Desde lejos se ve la enorme pagoda de cinco pisos, que nos ayuda a orientarnos en el camino. Pagoda, para mi sorpresa, no es una palabra japonesa. Takami san no me entendía un día que le hablaba de una pagoda. Ellos utilizan otra palabra, que viene a significar torre. Un enorme recinto con varios templos de madera nos recibe. Lo malo de realizar todas estas visitas una detrás de otra, es que uno se acostumbra a la grandiosidad y las referencias van elevando el nivel. Aun así, con los arces enrojecidos bajo el sol efervescente, la visión de conjunto me fascina. Me gustaría volver con quince grados más. Lo haré. Entramos en el Miei-do, donde un hombre y una mujer mayores escriben con llamativa precisión kanjis sobre un papel con el sello del templo. Muchos fieles los compran y con un secador de tela terminan de secar la tinta. Es fascinante ver como realizan los trazos. Años de práctica. Meticulosidad japonesa. Mamen y Nines compran dos cuadros completos de trazos. Son bonitos, pero en general siento cierto rechazo a toda transacción comercial por debajo de la cual fluya el sentimiento irracional de lo religioso. No estoy diciendo que irracional sea un apelativo despectivo. Irracional es la intuición, y es parte importante de mi ser. Fin de la disertación.

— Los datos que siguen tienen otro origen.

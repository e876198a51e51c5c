/// Tests for the reconciliation module
///
/// These run the ticket lifecycle against an in-memory row store and check
/// the open-ticket invariants after every step.

#[cfg(test)]
mod tests {
    use crate::reconcile::*;
    use crate::store::{MemoryStore, PROFILE_SHEET, RowStore, StoreError, TICKET_SHEET, Workbook};
    use crate::types::{DEFAULT_ISSUE_TEXT, StoreProfile};

    const TODAY: &str = "2024/01/05";

    fn cells(values: &[&str]) -> Vec<String> {
        values.iter().map(|s| s.to_string()).collect()
    }

    fn profile_rows(stores: &[&str]) -> Vec<Vec<String>> {
        stores
            .iter()
            .enumerate()
            .map(|(i, s)| StoreProfile {
                store: s.to_string(),
                model: format!("M{}", i + 1),
                phone: format!("0{}", 100 + i),
                address: format!("Addr{}", s),
            })
            .map(|p| p.to_row())
            .collect()
    }

    /// Workbook with profiles for the given stores and the given ticket rows
    fn workbook(stores: &[&str], tickets: &[Vec<String>]) -> Workbook {
        let mut wb = Workbook::with_named_headers(TICKET_SHEET, PROFILE_SHEET);
        wb.sheets.get_mut(PROFILE_SHEET).unwrap().extend(profile_rows(stores));
        wb.sheets.get_mut(TICKET_SHEET).unwrap().extend(tickets.iter().cloned());
        wb
    }

    fn reconciler(wb: Workbook) -> Reconciler<SheetRepository<MemoryStore>> {
        Reconciler::new(SheetRepository::with_sheets(MemoryStore::new(wb), TICKET_SHEET, PROFILE_SHEET))
    }

    fn open_ordinals(r: &Reconciler<SheetRepository<MemoryStore>>) -> Vec<u32> {
        r.open_tickets().unwrap().iter().map(|t| t.ordinal.unwrap()).collect()
    }

    fn open_stores(r: &Reconciler<SheetRepository<MemoryStore>>) -> Vec<String> {
        r.open_tickets().unwrap().into_iter().map(|t| t.store).collect()
    }

    fn ticket_rows(r: &Reconciler<SheetRepository<MemoryStore>>) -> Vec<Vec<String>> {
        r.repository().store().read_rows(TICKET_SHEET).unwrap()
    }

    fn assert_dense(r: &Reconciler<SheetRepository<MemoryStore>>) {
        let ordinals = open_ordinals(r);
        let expected: Vec<u32> = (1..=ordinals.len() as u32).collect();
        assert_eq!(ordinals, expected);
    }

    #[test]
    fn test_report_creates_ticket_from_profile() {
        let mut r = reconciler(workbook(&["StoreA"], &[]));

        let outcome = r.report("StoreA", "Leak", TODAY).unwrap();
        assert_eq!(outcome, ReportOutcome::Created { ordinal: 1 });

        let open = r.open_tickets().unwrap();
        assert_eq!(open.len(), 1);
        let ticket = &open[0];
        assert_eq!(ticket.reported_date, TODAY);
        assert_eq!(ticket.model, "M1");
        assert_eq!(ticket.phone, "0100");
        assert_eq!(ticket.address, "AddrStoreA");
        assert_eq!(ticket.issue_text, "Leak");
    }

    #[test]
    fn test_report_without_issue_uses_placeholder() {
        let mut r = reconciler(workbook(&["StoreA"], &[]));
        r.report("StoreA", "", TODAY).unwrap();
        assert_eq!(r.open_tickets().unwrap()[0].issue_text, DEFAULT_ISSUE_TEXT);
    }

    #[test]
    fn test_report_unknown_store_is_noop() {
        let mut r = reconciler(workbook(&["StoreA"], &[]));
        assert_eq!(r.report("StoreZ", "Leak", TODAY).unwrap(), ReportOutcome::UnknownStore);
        assert_eq!(ticket_rows(&r).len(), 1);
    }

    #[test]
    fn test_duplicate_report_is_suppressed() {
        let existing = cells(&["1", "2024/01/01", "StoreA", "M1", "111", "AddrA", "Leak"]);
        let mut r = reconciler(workbook(&["StoreA"], &[existing]));

        let outcome = r.report("StoreA", "Leak", TODAY).unwrap();
        assert_eq!(outcome, ReportOutcome::Duplicate { ordinal: 1 });
        assert_eq!(ticket_rows(&r).len(), 2);
        assert_eq!(open_stores(&r), vec!["StoreA"]);
    }

    #[test]
    fn test_report_twice_keeps_one_open_ticket() {
        let mut r = reconciler(workbook(&["StoreA"], &[]));
        r.report("StoreA", "Leak", TODAY).unwrap();
        r.report(" StoreA ", "Leak again", TODAY).unwrap();

        assert_eq!(open_stores(&r), vec!["StoreA"]);
    }

    #[test]
    fn test_complete_round_trip() {
        let mut r = reconciler(workbook(&["StoreA"], &[]));
        r.report("StoreA", "Leak", TODAY).unwrap();

        let note = "StoreA 完修 換了水管";
        let outcome = r.complete("StoreA", note, "2024/01/06").unwrap();
        assert_eq!(outcome, CompleteOutcome::Closed { row: 2 });
        assert!(r.open_tickets().unwrap().is_empty());

        let rows = ticket_rows(&r);
        assert_eq!(rows[1][0], "");
        assert_eq!(rows[1][7], "2024/01/06");
        assert_eq!(rows[1][8], note);

        // Closed ticket keeps its row; completing again changes nothing
        assert_eq!(r.complete("StoreA", "again", "2024/01/07").unwrap(), CompleteOutcome::AlreadyClosed);
        assert_eq!(ticket_rows(&r), rows);
    }

    #[test]
    fn test_complete_unknown_store_is_not_found() {
        let mut r = reconciler(workbook(&["StoreA"], &[]));
        assert_eq!(r.complete("StoreA", "x", TODAY).unwrap(), CompleteOutcome::NotFound);
        assert_eq!(r.take_highlight(), None);
    }

    #[test]
    fn test_complete_sets_highlight_once() {
        let mut r = reconciler(workbook(&["StoreA"], &[]));
        r.report("StoreA", "Leak", TODAY).unwrap();
        r.complete("StoreA", "done", TODAY).unwrap();

        assert_eq!(r.take_highlight().as_deref(), Some("StoreA"));
        assert_eq!(r.take_highlight(), None);
    }

    #[test]
    fn test_reopen_after_close_appends_new_row() {
        let mut r = reconciler(workbook(&["StoreA", "StoreB"], &[]));
        r.report("StoreA", "Leak", TODAY).unwrap();
        r.report("StoreB", "Noise", TODAY).unwrap();
        r.complete("StoreA", "done", TODAY).unwrap();

        assert_eq!(r.report("StoreA", "Leak again", TODAY).unwrap(), ReportOutcome::Created { ordinal: 2 });
        assert_eq!(open_stores(&r), vec!["StoreB", "StoreA"]);
        assert_eq!(ticket_rows(&r).len(), 4);
        assert_dense(&r);
    }

    #[test]
    fn test_resequence_compacts_gaps_in_row_order() {
        let rows = vec![
            cells(&["7", "d", "StoreA"]),
            cells(&["", "d", "StoreB"]),
            cells(&["3", "d", "StoreC"]),
            cells(&["3.0", "d", "StoreD"]),
        ];
        let mut r = reconciler(workbook(&[], &rows));

        // StoreD's "3.0" already reads as 3
        assert_eq!(r.resequence().unwrap(), 2);
        assert_eq!(open_stores(&r), vec!["StoreA", "StoreC", "StoreD"]);
        assert_dense(&r);
        // Already dense: nothing to write
        assert_eq!(r.resequence().unwrap(), 0);
    }

    #[test]
    fn test_ordinals_stay_dense_through_random_operations() {
        let stores = ["S1", "S2", "S3", "S4", "S5", "S6"];
        let mut r = reconciler(workbook(&stores, &[]));
        let mut seed: u64 = 0x2545_F491_4F6C_DD1D;

        for _ in 0..200 {
            seed = seed.wrapping_mul(6364136223846793005).wrapping_add(1442695040888963407);
            let store = stores[(seed >> 33) as usize % stores.len()];
            let before = open_stores(&r);

            if (seed >> 13) % 2 == 0 {
                r.report(store, "issue", TODAY).unwrap();
            } else {
                r.complete(store, "done", TODAY).unwrap();
            }

            assert_dense(&r);
            let after = open_stores(&r);
            // At most one open ticket per store
            let mut unique = after.clone();
            unique.sort();
            unique.dedup();
            assert_eq!(unique.len(), after.len());
            // Survivors keep their relative order
            let survivors: Vec<&String> = before.iter().filter(|s| after.contains(s)).collect();
            let kept: Vec<&String> = after.iter().filter(|s| before.contains(s)).collect();
            assert_eq!(survivors, kept);
        }
    }

    #[test]
    fn test_upsert_profiles_adds_and_updates() {
        let mut repo = SheetRepository::with_sheets(MemoryStore::new(workbook(&["StoreA"], &[])), TICKET_SHEET, PROFILE_SHEET);
        let profiles = vec![
            StoreProfile { store: "StoreA".into(), model: "M9".into(), phone: "999".into(), address: "New".into() },
            StoreProfile { store: "StoreB".into(), model: "M2".into(), phone: "222".into(), address: "B".into() },
            StoreProfile { store: "StoreB".into(), model: "M3".into(), phone: "333".into(), address: "B2".into() },
        ];

        assert_eq!(repo.upsert_profiles(&profiles).unwrap(), (1, 1));

        let a = repo.find_profile("StoreA").unwrap().unwrap();
        assert_eq!((a.model.as_str(), a.address.as_str()), ("M9", "New"));
        let b = repo.find_profile("StoreB").unwrap().unwrap();
        assert_eq!(b.phone, "333");
        assert_eq!(repo.store().read_rows(PROFILE_SHEET).unwrap().len(), 3);
    }

    #[test]
    fn test_missing_header_is_malformed() {
        let mut wb = workbook(&["StoreA"], &[]);
        wb.sheets.get_mut(TICKET_SHEET).unwrap().clear();
        let mut r = reconciler(wb);

        assert!(matches!(r.report("StoreA", "Leak", TODAY), Err(StoreError::Malformed(_))));
    }

    #[test]
    fn test_missing_profile_sheet_is_malformed() {
        let mut wb = workbook(&[], &[]);
        wb.sheets.remove(PROFILE_SHEET);
        let mut r = reconciler(wb);

        assert!(matches!(r.report("StoreA", "Leak", TODAY), Err(StoreError::Malformed(_))));
        assert_eq!(ticket_rows(&r).len(), 1);
    }
}
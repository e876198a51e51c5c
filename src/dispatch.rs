/// Command dispatch
///
/// One inbound message becomes exactly one reply:
/// parse -> reconcile -> (re-read, lay out, render, upload) -> reply.
///
/// Store and render failures turn into the system-error reply and an upload
/// failure into the upload-failed reply. The underlying error is logged.

use crate::command::{self, Command};
use crate::config::AppConfig;
use crate::delivery::{DeliveryError, ImageHost, Reply};
use crate::layout::layout_tickets;
use crate::reconcile::{CompleteOutcome, Reconciler, ReportOutcome, TicketRepository};
use crate::render::{self, RenderError, highlight_store};
use crate::store::StoreError;
use crate::typeface::load_typeface;
use log::{debug, error, info};
use std::fmt;
use std::path::{Path, PathBuf};

pub const SYSTEM_ERROR_REPLY: &str = "系統錯誤，請聯絡管理員檢查 Log。";
pub const UPLOAD_FAILED_REPLY: &str = "圖片上傳失敗，請檢查 API Key。";

/// Where the image goes when nothing is uploaded and no path was given
pub const DEFAULT_OUTPUT: &str = "worklist.png";

/// Reply to text that is not a command
pub fn acknowledgment(text: &str, show_table: &str) -> String {
    format!("機器人連線正常！您輸入的是：{}\n輸入「{}」可產生報表。", text, show_table)
}

/// Today's date as written into the ticket sheet
pub fn today() -> String {
    chrono::Local::now().format("%Y/%m/%d").to_string()
}

/// Why a command could not be answered normally
#[derive(Debug)]
pub enum DispatchError {
    Store(StoreError),
    Render(RenderError),
    Upload(DeliveryError),
    Io(std::io::Error),
}

impl fmt::Display for DispatchError {
    fn fmt(&self, f: &mut fmt::Formatter<'_>) -> fmt::Result {
        match self {
            DispatchError::Store(e) => write!(f, "{}", e),
            DispatchError::Render(e) => write!(f, "render failed: {}", e),
            DispatchError::Upload(e) => write!(f, "upload failed: {}", e),
            DispatchError::Io(e) => write!(f, "I/O error: {}", e),
        }
    }
}

impl std::error::Error for DispatchError {}

impl From<StoreError> for DispatchError {
    fn from(e: StoreError) -> Self {
        DispatchError::Store(e)
    }
}

impl From<RenderError> for DispatchError {
    fn from(e: RenderError) -> Self {
        DispatchError::Render(e)
    }
}

impl From<std::io::Error> for DispatchError {
    fn from(e: std::io::Error) -> Self {
        DispatchError::Io(e)
    }
}

impl DispatchError {
    /// The text the chat user sees for this failure
    pub fn reply_text(&self) -> &'static str {
        match self {
            DispatchError::Upload(_) => UPLOAD_FAILED_REPLY,
            _ => SYSTEM_ERROR_REPLY,
        }
    }
}

/// Turns messages into replies against one repository
pub struct Dispatcher<'a, R: TicketRepository> {
    config: &'a AppConfig,
    reconciler: Reconciler<R>,
    host: Option<&'a dyn ImageHost>,
    output: Option<PathBuf>,
    date: Option<String>,
}

impl<'a, R: TicketRepository> Dispatcher<'a, R> {
    /// `host` of `None` keeps the image local and replies with its path
    pub fn new(config: &'a AppConfig, repository: R, host: Option<&'a dyn ImageHost>) -> Self {
        Dispatcher { config, reconciler: Reconciler::new(repository), host, output: None, date: None }
    }

    /// Keep the rendered image at `path`
    pub fn with_output(mut self, path: Option<PathBuf>) -> Self {
        self.output = path;
        self
    }

    /// Use a fixed date instead of the clock
    #[cfg(test)]
    pub fn with_date(mut self, date: &str) -> Self {
        self.date = Some(date.to_string());
        self
    }

    pub fn reconciler(&self) -> &Reconciler<R> {
        &self.reconciler
    }

    /// Handle one message. Never fails: errors become error replies.
    pub fn handle(&mut self, text: &str) -> Reply {
        let command = command::parse(text, &self.config.commands);
        info!("handling {} command", command.kind());

        match self.execute(command) {
            Ok(reply) => reply,
            Err(e) => {
                error!("Failed to handle {:?}: {}", text, e);
                Reply::Text(e.reply_text().to_string())
            }
        }
    }

    /// Run a parsed command
    pub fn execute(&mut self, command: Command) -> Result<Reply, DispatchError> {
        let date = self.date.clone().unwrap_or_else(today);

        match command {
            Command::ShowTable => self.publish(),
            Command::Report { store, issue } => match self.reconciler.report(&store, &issue, &date)? {
                ReportOutcome::Created { .. } => self.publish(),
                ReportOutcome::Duplicate { ordinal } => {
                    Ok(Reply::Text(format!("{} 已有未完修的報修單（第 {} 項）。", store, ordinal)))
                }
                ReportOutcome::UnknownStore => Ok(Reply::Text(format!("找不到店別「{}」的基本資料。", store))),
            },
            Command::Complete { store, note } => match self.reconciler.complete(&store, &note, &date)? {
                CompleteOutcome::Closed { .. } => self.publish(),
                CompleteOutcome::AlreadyClosed => Ok(Reply::Text(format!("{} 的報修單已完修。", store))),
                CompleteOutcome::NotFound => Ok(Reply::Text(format!("找不到店別「{}」的報修單。", store))),
            },
            Command::Unrecognized(text) => Ok(Reply::Text(acknowledgment(&text, &self.config.commands.show_table))),
        }
    }

    /// Render the current worklist and hand it to the image host
    fn publish(&mut self) -> Result<Reply, DispatchError> {
        let tickets = self.reconciler.open_tickets()?;
        let highlight = self.reconciler.take_highlight();
        let layout = layout_tickets(&tickets, &self.config.layout);
        let typeface = load_typeface(self.config.font_path());
        let predicate = highlight_store(highlight.as_deref());
        debug!("rendering {} open tickets with {:?} typeface", layout.body_rows().len(), typeface.source());

        if let Some(store) = highlight.as_deref() {
            // A closed ticket is not drawn, so this is usually zero
            let painted = layout.body_rows().iter().filter(|&row| predicate(row)).count();
            debug!("highlight for {} matches {} rendered rows", store, painted);
        }

        let target = match (&self.output, self.host) {
            (Some(path), _) => Some(path.clone()),
            (None, None) => Some(PathBuf::from(DEFAULT_OUTPUT)),
            (None, Some(_)) => None,
        };

        match target {
            Some(path) => {
                render::render_to_file(&layout, &typeface, predicate, &path)?;
                self.deliver(&path)
            }
            None => {
                let temp = tempfile::Builder::new().prefix("worklist-").suffix(".png").tempfile()?;
                render::render_to_file(&layout, &typeface, predicate, temp.path())?;
                let reply = self.deliver(temp.path());
                // Dropping the handle removes the file
                debug!("removing temporary image {}", temp.path().display());
                reply
            }
        }
    }

    fn deliver(&self, path: &Path) -> Result<Reply, DispatchError> {
        match self.host {
            Some(host) => {
                let url = host.upload(path).map_err(DispatchError::Upload)?;
                info!("table image uploaded to {}", url);
                Ok(Reply::Image { url })
            }
            None => Ok(Reply::Image { url: path.display().to_string() }),
        }
    }
}

#[cfg(test)]
#[path = "dispatch_test.rs"]
mod dispatch_test;
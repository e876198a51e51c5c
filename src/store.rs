/// Row store access
///
/// This module handles:
/// - The positional row-store interface the reconciler writes through
/// - An in-memory store (tests, dry runs)
/// - A JSON workbook file with locking and atomic rewrites
///
/// Rows and columns are addressed 1-based, row 1 being each sheet's header.

use fs2::FileExt;
use log::debug;
use std::collections::BTreeMap;
use std::fmt;
use std::fs::{self, File, OpenOptions};
use std::io::{BufReader, Write};
use std::path::{Path, PathBuf};

/// Sheet name for tickets
pub const TICKET_SHEET: &str = "tickets";
/// Sheet name for store profiles
pub const PROFILE_SHEET: &str = "profiles";

/// Error talking to the row store
#[derive(Debug)]
pub enum StoreError {
    /// The store could not be reached or opened
    Unreachable(String),
    /// The store answered with data we cannot interpret
    Malformed(String),
    Io(std::io::Error),
}

impl fmt::Display for StoreError {
    fn fmt(&self, f: &mut fmt::Formatter<'_>) -> fmt::Result {
        match self {
            StoreError::Unreachable(e) => write!(f, "row store unreachable: {}", e),
            StoreError::Malformed(e) => write!(f, "row store data malformed: {}", e),
            StoreError::Io(e) => write!(f, "row store I/O error: {}", e),
        }
    }
}

impl std::error::Error for StoreError {}

impl From<std::io::Error> for StoreError {
    fn from(e: std::io::Error) -> Self {
        StoreError::Io(e)
    }
}

/// A single cell write
#[derive(Debug, Clone, PartialEq, Eq)]
pub struct CellUpdate {
    /// 1-based row (row 1 is the header)
    pub row: usize,
    /// 1-based column
    pub column: usize,
    pub value: String,
}

/// Appends and cell updates committed together
#[derive(Debug, Clone, Default, PartialEq, Eq)]
pub struct WritePlan {
    pub updates: Vec<CellUpdate>,
    pub appends: Vec<Vec<String>>,
}

impl WritePlan {
    pub fn is_empty(&self) -> bool {
        self.updates.is_empty() && self.appends.is_empty()
    }
}

/// Positional row store (spreadsheet-like)
pub trait RowStore {
    /// All rows of a sheet, header row first
    fn read_rows(&self, sheet: &str) -> Result<Vec<Vec<String>>, StoreError>;

    /// Append a row after the last one
    fn append_row(&mut self, sheet: &str, row: Vec<String>) -> Result<(), StoreError>;

    /// Overwrite one cell
    fn update_cell(&mut self, sheet: &str, update: CellUpdate) -> Result<(), StoreError>;

    /// Overwrite several cells. The default writes them one at a time.
    fn batch_update(&mut self, sheet: &str, updates: &[CellUpdate]) -> Result<(), StoreError> {
        for update in updates {
            self.update_cell(sheet, update.clone())?;
        }
        Ok(())
    }

    /// Commit a write plan: cell updates first, then appends.
    ///
    /// The default runs the plan as separate calls. Stores that can commit
    /// all of it at once should override this.
    fn apply(&mut self, sheet: &str, plan: &WritePlan) -> Result<(), StoreError> {
        if !plan.updates.is_empty() {
            self.batch_update(sheet, &plan.updates)?;
        }
        for row in &plan.appends {
            self.append_row(sheet, row.clone())?;
        }
        Ok(())
    }
}

//
// Sheet Storage
//

/// Named sheets of string rows
#[derive(Debug, Clone, Default, PartialEq, Eq, serde::Serialize, serde::Deserialize)]
pub struct Workbook {
    pub sheets: BTreeMap<String, Vec<Vec<String>>>,
}

impl Workbook {
    /// Workbook with the ticket and profile sheets holding only their headers
    pub fn with_named_headers(ticket_sheet: &str, profile_sheet: &str) -> Self {
        let mut sheets = BTreeMap::new();
        sheets.insert(ticket_sheet.to_string(), vec![crate::types::ticket_sheet_header()]);
        sheets.insert(profile_sheet.to_string(), vec![crate::types::profile_sheet_header()]);
        Workbook { sheets }
    }

    fn sheet(&self, name: &str) -> Result<&Vec<Vec<String>>, StoreError> {
        self.sheets.get(name).ok_or_else(|| StoreError::Malformed(format!("missing sheet '{}'", name)))
    }

    fn sheet_mut(&mut self, name: &str) -> Result<&mut Vec<Vec<String>>, StoreError> {
        self.sheets.get_mut(name).ok_or_else(|| StoreError::Malformed(format!("missing sheet '{}'", name)))
    }

    /// Number of rows in `sheet` that differ from `other`, counting added or removed rows
    pub fn changed_rows(&self, other: &Workbook, sheet: &str) -> usize {
        let empty = Vec::new();
        let ours = self.sheets.get(sheet).unwrap_or(&empty);
        let theirs = other.sheets.get(sheet).unwrap_or(&empty);
        let edited = ours.iter().zip(theirs.iter()).filter(|(a, b)| a != b).count();
        edited + ours.len().abs_diff(theirs.len())
    }

    /// Apply a plan to this in-memory copy
    pub fn apply_plan(&mut self, sheet: &str, plan: &WritePlan) -> Result<(), StoreError> {
        let rows = self.sheet_mut(sheet)?;
        for update in &plan.updates {
            set_cell(rows, update)?;
        }
        for row in &plan.appends {
            rows.push(row.clone());
        }
        Ok(())
    }
}

fn set_cell(rows: &mut [Vec<String>], update: &CellUpdate) -> Result<(), StoreError> {
    if update.row == 0 || update.column == 0 {
        return Err(StoreError::Malformed(format!("cell address {}:{} is not 1-based", update.row, update.column)));
    }
    let row_count = rows.len();
    let row = rows.get_mut(update.row - 1).ok_or_else(|| {
        StoreError::Malformed(format!("row {} out of range (sheet has {} rows)", update.row, row_count))
    })?;
    if row.len() < update.column {
        row.resize(update.column, String::new());
    }
    row[update.column - 1] = update.value.clone();
    Ok(())
}

//
// In-memory Store
//

/// Row store held in memory
#[derive(Debug, Clone, Default)]
pub struct MemoryStore {
    workbook: Workbook,
}

impl MemoryStore {
    pub fn new(workbook: Workbook) -> Self {
        MemoryStore { workbook }
    }

    pub fn workbook(&self) -> &Workbook {
        &self.workbook
    }
}

impl RowStore for MemoryStore {
    fn read_rows(&self, sheet: &str) -> Result<Vec<Vec<String>>, StoreError> {
        self.workbook.sheet(sheet).cloned()
    }

    fn append_row(&mut self, sheet: &str, row: Vec<String>) -> Result<(), StoreError> {
        self.workbook.sheet_mut(sheet)?.push(row);
        Ok(())
    }

    fn update_cell(&mut self, sheet: &str, update: CellUpdate) -> Result<(), StoreError> {
        set_cell(self.workbook.sheet_mut(sheet)?, &update)
    }

    fn batch_update(&mut self, sheet: &str, updates: &[CellUpdate]) -> Result<(), StoreError> {
        let plan = WritePlan { updates: updates.to_vec(), appends: Vec::new() };
        self.apply(sheet, &plan)
    }

    fn apply(&mut self, sheet: &str, plan: &WritePlan) -> Result<(), StoreError> {
        // Work on a copy so a bad address leaves the store untouched
        let mut next = self.workbook.clone();
        next.apply_plan(sheet, plan)?;
        self.workbook = next;
        Ok(())
    }
}

//
// JSON Workbook File
//

/// Row store backed by a JSON workbook file.
///
/// Every write takes an exclusive lock on a sidecar `.lock` file, re-reads
/// the workbook, applies the change and replaces the file atomically.
#[derive(Debug, Clone)]
pub struct JsonFileStore {
    path: PathBuf,
}

impl JsonFileStore {
    /// Open an existing workbook file
    pub fn open(path: &Path) -> Result<Self, StoreError> {
        if !path.exists() {
            return Err(StoreError::Unreachable(format!("workbook {} does not exist", path.display())));
        }
        Ok(JsonFileStore { path: path.to_path_buf() })
    }

    /// Create a workbook file holding `initial` unless the file already exists
    pub fn create_with(path: &Path, initial: &Workbook) -> Result<Self, StoreError> {
        if let Some(parent) = path.parent() {
            if !parent.as_os_str().is_empty() {
                fs::create_dir_all(parent)?;
            }
        }
        let store = JsonFileStore { path: path.to_path_buf() };
        if !path.exists() {
            debug!("creating workbook at {:?}", path);
            store.write_workbook(initial)?;
        }
        Ok(store)
    }

    pub fn path(&self) -> &Path {
        &self.path
    }

    /// Current contents of the workbook file
    pub fn snapshot(&self) -> Result<Workbook, StoreError> {
        self.read_workbook()
    }

    fn lock_path(&self) -> PathBuf {
        let mut name = self.path.file_name().map(|n| n.to_os_string()).unwrap_or_default();
        name.push(".lock");
        self.path.with_file_name(name)
    }

    fn read_workbook(&self) -> Result<Workbook, StoreError> {
        let file = File::open(&self.path)
            .map_err(|e| StoreError::Unreachable(format!("cannot open {}: {}", self.path.display(), e)))?;
        serde_json::from_reader(BufReader::new(file))
            .map_err(|e| StoreError::Malformed(format!("{}: {}", self.path.display(), e)))
    }

    fn write_workbook(&self, workbook: &Workbook) -> Result<(), StoreError> {
        // Write atomically: write to temp file in the same directory, then rename
        let dir = self.path.parent().filter(|p| !p.as_os_str().is_empty()).unwrap_or(Path::new("."));
        let mut temp = tempfile::NamedTempFile::new_in(dir)?;
        serde_json::to_writer_pretty(&mut temp, workbook)
            .map_err(|e| StoreError::Malformed(format!("cannot serialize workbook: {}", e)))?;
        temp.flush()?;
        temp.persist(&self.path).map_err(|e| StoreError::Io(e.error))?;
        Ok(())
    }

    /// Run a read-modify-write cycle under the workbook lock
    fn modify<F>(&self, change: F) -> Result<(), StoreError>
    where
        F: FnOnce(&mut Workbook) -> Result<(), StoreError>,
    {
        let lock_file = OpenOptions::new().create(true).truncate(false).write(true).open(self.lock_path())?;
        lock_file.lock_exclusive()?;

        let mut workbook = self.read_workbook()?;
        change(&mut workbook)?;
        self.write_workbook(&workbook)?;

        // Unlock is automatic when the lock file goes out of scope
        Ok(())
    }
}

impl RowStore for JsonFileStore {
    fn read_rows(&self, sheet: &str) -> Result<Vec<Vec<String>>, StoreError> {
        self.read_workbook()?.sheet(sheet).cloned()
    }

    fn append_row(&mut self, sheet: &str, row: Vec<String>) -> Result<(), StoreError> {
        self.modify(|wb| {
            wb.sheet_mut(sheet)?.push(row);
            Ok(())
        })
    }

    fn update_cell(&mut self, sheet: &str, update: CellUpdate) -> Result<(), StoreError> {
        self.modify(|wb| set_cell(wb.sheet_mut(sheet)?, &update))
    }

    fn batch_update(&mut self, sheet: &str, updates: &[CellUpdate]) -> Result<(), StoreError> {
        let plan = WritePlan { updates: updates.to_vec(), appends: Vec::new() };
        self.apply(sheet, &plan)
    }

    fn apply(&mut self, sheet: &str, plan: &WritePlan) -> Result<(), StoreError> {
        debug!("applying {} updates and {} appends to {}:{}", plan.updates.len(), plan.appends.len(), self.path.display(), sheet);
        self.modify(|wb| wb.apply_plan(sheet, plan))
    }
}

Paseamos por los jardines y rodeamos la pagoda. Impresiona ver un edificio tan alto de madera. Y tan antiguo. Aunque parece que data del año 828, la última reconstrucción es del siglo XVII. Primero entramos en el Koo-doo y debo decir que me sorprende. Es la primera vez que veo un templo con estatuas gigantes de Buda gigantes. Con la oscuridad interior, aquello parece un sueño delirante. No invita a la meditación, sino a la observación. No hay mucho espacio para arrodillarse a orar. Unas esculturas, los Godai Mio, ofrecen una visión aterradora, guerrera. A continuación entramos en el Kon doo, con apenas tres figuras de Buda, parece menos surrealista.
Tenemos hambre y ganas de sentarnos un rato. Lo sagrado, como lo bello, en abundancia cansa. Caminamos hasta la estación de tren, donde sabemos que hay hileras de restaurantes con menú del día, uno junto al otro. Es cuestión de elegir. Parece que acertamos y la sopa caliente templa un poco el organismo.
Poco más que contar. Dejamos a Nines en el ryokan, tomamos el coche y vuelta a casa.